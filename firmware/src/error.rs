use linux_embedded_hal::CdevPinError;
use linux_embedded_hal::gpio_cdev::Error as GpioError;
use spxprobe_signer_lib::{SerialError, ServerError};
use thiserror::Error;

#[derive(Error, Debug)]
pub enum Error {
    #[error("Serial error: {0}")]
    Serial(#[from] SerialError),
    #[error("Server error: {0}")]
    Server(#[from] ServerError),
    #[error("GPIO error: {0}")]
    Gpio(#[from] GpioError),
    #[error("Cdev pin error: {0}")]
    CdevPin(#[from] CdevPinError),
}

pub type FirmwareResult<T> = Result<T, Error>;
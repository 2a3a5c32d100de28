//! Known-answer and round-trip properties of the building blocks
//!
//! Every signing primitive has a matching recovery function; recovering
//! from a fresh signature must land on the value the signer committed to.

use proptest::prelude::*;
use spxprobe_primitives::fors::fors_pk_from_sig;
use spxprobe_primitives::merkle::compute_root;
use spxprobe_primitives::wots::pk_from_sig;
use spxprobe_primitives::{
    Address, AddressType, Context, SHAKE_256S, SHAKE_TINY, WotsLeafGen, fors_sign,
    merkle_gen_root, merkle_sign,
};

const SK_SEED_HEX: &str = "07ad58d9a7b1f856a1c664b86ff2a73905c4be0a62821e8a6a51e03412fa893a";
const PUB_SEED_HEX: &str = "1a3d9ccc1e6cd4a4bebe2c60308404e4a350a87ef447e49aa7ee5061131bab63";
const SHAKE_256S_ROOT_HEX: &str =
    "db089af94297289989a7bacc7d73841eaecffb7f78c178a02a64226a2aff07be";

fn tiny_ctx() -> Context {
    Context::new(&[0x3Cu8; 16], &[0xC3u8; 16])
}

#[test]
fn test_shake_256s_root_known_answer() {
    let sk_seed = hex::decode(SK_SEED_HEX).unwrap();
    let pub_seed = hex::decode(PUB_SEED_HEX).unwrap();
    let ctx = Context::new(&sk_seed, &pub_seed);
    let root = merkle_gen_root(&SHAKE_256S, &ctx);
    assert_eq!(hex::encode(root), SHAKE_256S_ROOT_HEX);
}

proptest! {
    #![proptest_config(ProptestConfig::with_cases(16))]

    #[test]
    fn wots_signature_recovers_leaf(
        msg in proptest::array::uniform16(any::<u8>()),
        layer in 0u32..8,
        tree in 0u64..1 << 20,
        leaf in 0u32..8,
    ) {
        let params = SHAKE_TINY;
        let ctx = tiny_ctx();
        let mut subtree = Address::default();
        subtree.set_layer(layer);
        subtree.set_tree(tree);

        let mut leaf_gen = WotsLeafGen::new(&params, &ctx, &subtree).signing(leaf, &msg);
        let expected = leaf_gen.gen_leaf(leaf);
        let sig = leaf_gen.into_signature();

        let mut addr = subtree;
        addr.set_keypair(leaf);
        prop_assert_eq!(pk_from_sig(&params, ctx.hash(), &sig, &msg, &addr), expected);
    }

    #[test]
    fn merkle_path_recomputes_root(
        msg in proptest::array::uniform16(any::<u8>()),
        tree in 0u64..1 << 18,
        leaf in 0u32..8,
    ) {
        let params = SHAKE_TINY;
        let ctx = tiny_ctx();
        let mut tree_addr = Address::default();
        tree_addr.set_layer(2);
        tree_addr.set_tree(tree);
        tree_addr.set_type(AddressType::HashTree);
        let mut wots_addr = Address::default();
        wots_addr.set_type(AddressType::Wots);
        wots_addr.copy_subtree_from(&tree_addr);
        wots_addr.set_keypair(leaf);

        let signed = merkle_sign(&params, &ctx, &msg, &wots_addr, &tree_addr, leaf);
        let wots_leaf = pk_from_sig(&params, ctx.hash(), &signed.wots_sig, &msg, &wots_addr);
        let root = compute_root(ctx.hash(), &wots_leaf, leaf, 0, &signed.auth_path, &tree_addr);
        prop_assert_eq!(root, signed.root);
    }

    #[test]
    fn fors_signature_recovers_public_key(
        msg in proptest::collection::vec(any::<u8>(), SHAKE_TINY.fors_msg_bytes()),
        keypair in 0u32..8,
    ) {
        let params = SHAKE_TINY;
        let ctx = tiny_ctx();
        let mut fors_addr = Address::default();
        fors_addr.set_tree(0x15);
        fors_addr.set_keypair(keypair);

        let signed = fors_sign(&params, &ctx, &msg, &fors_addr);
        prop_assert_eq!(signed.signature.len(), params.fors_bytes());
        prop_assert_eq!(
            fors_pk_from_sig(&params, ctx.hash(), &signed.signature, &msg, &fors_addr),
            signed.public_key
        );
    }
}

◆ ◆ ◆ ◆

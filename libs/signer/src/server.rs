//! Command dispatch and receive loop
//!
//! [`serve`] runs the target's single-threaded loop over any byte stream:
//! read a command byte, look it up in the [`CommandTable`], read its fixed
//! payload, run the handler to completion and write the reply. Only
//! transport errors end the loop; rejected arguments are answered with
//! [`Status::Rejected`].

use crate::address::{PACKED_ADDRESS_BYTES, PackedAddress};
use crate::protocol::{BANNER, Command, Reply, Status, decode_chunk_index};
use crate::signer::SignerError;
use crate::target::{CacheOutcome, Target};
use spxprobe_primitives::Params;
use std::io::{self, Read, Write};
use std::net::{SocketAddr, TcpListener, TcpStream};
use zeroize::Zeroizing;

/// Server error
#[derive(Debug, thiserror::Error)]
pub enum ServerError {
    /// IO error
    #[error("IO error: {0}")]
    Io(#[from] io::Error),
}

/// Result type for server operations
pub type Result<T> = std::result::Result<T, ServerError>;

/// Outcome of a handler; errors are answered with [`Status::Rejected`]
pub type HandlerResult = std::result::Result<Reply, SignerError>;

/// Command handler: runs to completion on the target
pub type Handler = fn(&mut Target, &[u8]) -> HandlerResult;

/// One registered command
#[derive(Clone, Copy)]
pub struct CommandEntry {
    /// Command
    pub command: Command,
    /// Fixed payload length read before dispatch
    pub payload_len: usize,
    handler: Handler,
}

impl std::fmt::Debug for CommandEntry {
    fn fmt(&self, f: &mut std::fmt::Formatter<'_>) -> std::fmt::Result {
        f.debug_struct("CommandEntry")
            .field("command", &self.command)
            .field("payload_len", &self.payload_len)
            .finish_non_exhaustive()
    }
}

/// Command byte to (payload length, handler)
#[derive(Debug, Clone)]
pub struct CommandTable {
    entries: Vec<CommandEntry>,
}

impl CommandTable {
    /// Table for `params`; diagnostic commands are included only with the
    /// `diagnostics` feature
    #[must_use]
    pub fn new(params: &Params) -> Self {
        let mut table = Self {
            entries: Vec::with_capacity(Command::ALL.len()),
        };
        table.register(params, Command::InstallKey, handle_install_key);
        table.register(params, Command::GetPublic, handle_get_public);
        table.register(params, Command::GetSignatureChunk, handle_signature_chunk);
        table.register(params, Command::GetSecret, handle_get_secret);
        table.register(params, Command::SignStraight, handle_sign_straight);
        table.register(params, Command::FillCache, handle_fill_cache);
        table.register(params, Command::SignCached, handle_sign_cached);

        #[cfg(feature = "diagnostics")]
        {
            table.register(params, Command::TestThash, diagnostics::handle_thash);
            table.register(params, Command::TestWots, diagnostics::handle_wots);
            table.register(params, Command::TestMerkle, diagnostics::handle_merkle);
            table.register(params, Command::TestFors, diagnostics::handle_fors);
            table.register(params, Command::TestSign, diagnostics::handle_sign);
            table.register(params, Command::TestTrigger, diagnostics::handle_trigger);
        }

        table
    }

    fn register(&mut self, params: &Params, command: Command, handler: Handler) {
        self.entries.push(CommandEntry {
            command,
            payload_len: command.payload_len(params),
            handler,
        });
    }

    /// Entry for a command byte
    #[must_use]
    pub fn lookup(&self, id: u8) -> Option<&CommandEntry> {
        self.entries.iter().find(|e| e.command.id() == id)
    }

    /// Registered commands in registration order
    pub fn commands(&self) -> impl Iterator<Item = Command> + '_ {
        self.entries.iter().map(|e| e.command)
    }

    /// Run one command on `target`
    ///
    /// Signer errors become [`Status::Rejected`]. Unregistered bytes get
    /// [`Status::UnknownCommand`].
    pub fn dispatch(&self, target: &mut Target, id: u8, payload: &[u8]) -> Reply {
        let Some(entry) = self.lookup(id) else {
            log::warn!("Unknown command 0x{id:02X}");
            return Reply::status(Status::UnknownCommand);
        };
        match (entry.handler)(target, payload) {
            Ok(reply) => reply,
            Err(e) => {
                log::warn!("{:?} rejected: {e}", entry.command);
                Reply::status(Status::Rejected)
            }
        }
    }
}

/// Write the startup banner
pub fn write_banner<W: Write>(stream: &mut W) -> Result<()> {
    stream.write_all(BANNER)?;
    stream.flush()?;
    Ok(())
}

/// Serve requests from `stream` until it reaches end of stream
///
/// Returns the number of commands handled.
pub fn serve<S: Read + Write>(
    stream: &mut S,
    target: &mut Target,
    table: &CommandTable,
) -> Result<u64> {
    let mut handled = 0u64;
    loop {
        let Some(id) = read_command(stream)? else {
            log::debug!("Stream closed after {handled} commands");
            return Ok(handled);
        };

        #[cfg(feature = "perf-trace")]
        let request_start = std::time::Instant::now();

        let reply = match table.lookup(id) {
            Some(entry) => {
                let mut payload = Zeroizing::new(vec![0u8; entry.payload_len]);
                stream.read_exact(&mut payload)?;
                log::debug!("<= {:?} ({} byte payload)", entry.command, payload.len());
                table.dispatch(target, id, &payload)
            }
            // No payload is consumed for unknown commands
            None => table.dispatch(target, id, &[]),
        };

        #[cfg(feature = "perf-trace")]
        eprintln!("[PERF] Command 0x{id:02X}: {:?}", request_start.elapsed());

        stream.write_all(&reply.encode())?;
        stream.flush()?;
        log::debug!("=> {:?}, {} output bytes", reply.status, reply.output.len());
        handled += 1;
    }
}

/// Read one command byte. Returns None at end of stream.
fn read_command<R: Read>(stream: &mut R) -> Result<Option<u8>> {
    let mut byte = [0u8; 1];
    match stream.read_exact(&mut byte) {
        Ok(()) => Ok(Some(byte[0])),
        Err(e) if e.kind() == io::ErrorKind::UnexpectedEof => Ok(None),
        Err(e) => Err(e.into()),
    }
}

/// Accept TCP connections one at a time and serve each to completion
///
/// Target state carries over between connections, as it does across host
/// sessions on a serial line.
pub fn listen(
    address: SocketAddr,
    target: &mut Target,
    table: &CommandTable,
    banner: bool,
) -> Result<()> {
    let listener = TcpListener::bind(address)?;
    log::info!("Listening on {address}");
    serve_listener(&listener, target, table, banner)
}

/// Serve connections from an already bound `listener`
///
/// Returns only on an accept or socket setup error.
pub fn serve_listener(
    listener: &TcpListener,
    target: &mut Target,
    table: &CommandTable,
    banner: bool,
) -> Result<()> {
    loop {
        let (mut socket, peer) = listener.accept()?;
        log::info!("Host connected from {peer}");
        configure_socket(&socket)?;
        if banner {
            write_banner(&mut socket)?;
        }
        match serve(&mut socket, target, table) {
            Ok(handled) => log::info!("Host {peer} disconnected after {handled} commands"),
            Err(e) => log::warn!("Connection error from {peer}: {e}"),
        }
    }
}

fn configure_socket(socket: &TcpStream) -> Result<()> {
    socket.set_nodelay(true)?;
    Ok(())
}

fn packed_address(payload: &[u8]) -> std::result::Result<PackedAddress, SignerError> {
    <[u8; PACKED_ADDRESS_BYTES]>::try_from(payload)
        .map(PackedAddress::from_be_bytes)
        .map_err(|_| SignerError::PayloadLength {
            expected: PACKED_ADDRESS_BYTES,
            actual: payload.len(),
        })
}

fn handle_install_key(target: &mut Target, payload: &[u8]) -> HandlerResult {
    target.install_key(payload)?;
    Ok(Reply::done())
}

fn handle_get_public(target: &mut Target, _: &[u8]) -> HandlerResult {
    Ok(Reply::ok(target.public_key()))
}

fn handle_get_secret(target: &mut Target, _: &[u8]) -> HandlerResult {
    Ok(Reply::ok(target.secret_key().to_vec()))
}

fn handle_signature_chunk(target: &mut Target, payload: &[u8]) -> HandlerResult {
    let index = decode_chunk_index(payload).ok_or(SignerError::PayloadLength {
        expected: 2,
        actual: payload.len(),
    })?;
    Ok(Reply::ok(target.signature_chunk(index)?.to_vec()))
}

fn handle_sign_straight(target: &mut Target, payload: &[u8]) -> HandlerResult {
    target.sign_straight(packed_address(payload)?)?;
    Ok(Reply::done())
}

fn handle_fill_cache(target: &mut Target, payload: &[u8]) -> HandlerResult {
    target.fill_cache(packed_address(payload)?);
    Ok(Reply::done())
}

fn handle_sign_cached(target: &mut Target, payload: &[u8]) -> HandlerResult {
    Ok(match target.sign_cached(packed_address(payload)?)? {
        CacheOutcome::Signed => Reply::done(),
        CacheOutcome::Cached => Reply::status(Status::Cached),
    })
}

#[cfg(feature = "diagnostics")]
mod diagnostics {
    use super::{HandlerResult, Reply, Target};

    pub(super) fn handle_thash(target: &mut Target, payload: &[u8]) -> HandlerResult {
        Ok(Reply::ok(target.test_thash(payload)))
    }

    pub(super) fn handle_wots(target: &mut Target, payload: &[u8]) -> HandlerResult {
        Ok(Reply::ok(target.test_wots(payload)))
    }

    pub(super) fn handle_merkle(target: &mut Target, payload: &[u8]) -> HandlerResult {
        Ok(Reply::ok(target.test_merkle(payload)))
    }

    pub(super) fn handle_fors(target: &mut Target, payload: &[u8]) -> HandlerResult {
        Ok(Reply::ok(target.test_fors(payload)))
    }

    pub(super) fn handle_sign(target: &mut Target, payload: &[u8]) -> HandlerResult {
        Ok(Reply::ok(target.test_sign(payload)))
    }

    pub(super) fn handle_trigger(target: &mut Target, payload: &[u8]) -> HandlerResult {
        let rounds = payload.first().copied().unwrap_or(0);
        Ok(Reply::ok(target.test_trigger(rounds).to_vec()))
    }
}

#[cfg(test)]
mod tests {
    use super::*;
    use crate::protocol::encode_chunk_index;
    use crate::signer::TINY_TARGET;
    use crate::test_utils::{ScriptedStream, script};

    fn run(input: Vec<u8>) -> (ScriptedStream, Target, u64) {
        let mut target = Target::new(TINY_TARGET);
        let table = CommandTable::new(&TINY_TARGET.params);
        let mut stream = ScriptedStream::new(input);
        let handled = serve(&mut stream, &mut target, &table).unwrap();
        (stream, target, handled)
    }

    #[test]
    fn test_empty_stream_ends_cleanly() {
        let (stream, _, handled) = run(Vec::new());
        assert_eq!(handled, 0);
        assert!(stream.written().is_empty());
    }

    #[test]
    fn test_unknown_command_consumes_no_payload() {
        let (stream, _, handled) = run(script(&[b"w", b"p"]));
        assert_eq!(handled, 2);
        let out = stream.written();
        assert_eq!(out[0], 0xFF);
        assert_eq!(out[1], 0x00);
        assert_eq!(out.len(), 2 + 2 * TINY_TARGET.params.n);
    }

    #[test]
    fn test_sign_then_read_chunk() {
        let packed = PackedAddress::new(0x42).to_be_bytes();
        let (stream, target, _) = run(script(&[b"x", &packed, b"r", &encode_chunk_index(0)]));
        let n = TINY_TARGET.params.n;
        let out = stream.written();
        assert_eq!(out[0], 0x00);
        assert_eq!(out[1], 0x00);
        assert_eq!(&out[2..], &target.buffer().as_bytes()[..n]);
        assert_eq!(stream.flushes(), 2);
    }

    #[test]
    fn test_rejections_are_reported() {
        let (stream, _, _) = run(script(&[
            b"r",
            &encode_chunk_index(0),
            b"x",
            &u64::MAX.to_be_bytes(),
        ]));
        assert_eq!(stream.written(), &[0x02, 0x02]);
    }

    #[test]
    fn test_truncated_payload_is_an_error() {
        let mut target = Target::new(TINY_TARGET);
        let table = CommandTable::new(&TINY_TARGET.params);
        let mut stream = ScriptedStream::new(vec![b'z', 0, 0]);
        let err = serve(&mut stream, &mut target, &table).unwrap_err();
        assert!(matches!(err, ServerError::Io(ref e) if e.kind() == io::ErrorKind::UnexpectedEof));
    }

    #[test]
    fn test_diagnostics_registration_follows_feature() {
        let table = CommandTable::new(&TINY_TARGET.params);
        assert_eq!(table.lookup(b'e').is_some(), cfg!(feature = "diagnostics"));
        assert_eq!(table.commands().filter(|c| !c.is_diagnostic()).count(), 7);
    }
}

◆ ◆ ◆ ◆

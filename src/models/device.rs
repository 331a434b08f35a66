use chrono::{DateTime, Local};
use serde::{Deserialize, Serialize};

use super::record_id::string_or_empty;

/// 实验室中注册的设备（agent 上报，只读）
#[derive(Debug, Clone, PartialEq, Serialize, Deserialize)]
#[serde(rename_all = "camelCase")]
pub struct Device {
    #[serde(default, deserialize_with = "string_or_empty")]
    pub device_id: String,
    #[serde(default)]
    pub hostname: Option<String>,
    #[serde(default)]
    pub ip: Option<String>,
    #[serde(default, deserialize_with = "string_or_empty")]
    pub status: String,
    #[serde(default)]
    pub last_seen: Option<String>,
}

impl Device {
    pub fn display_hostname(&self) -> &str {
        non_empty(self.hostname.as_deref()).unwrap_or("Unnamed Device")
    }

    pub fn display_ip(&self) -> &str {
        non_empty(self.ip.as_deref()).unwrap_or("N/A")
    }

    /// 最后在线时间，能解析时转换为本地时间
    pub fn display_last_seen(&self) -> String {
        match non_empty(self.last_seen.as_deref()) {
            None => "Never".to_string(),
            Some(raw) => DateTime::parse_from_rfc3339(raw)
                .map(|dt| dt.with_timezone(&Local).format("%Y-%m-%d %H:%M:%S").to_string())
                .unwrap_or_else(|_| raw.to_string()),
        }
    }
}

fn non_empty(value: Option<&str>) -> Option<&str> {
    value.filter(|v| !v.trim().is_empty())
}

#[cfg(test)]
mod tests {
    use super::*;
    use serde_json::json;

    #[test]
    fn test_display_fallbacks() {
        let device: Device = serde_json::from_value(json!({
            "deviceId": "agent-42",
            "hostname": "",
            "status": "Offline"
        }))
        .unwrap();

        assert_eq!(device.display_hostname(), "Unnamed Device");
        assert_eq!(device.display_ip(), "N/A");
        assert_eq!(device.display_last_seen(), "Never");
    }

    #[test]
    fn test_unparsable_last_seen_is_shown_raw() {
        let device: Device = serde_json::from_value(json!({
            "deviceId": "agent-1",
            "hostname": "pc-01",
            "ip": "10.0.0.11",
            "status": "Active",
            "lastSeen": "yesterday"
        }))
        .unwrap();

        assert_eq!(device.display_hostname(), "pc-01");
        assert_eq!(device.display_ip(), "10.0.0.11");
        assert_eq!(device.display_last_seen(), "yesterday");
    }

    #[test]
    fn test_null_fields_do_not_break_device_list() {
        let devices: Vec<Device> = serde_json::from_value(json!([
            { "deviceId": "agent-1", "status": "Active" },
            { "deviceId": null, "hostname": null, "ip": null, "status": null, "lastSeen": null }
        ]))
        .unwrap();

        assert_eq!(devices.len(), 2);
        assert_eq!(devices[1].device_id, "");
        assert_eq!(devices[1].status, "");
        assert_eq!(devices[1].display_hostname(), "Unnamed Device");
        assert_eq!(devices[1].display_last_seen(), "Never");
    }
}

◆ ◆ ◆ ◆

→ **Task directions**: Every line that contains "PayloadLength" should be copied out of the data.

→ **Completed exercise**:
        .map_err(|_| SignerError::PayloadLength {
    let index = decode_chunk_index(payload).ok_or(SignerError::PayloadLength {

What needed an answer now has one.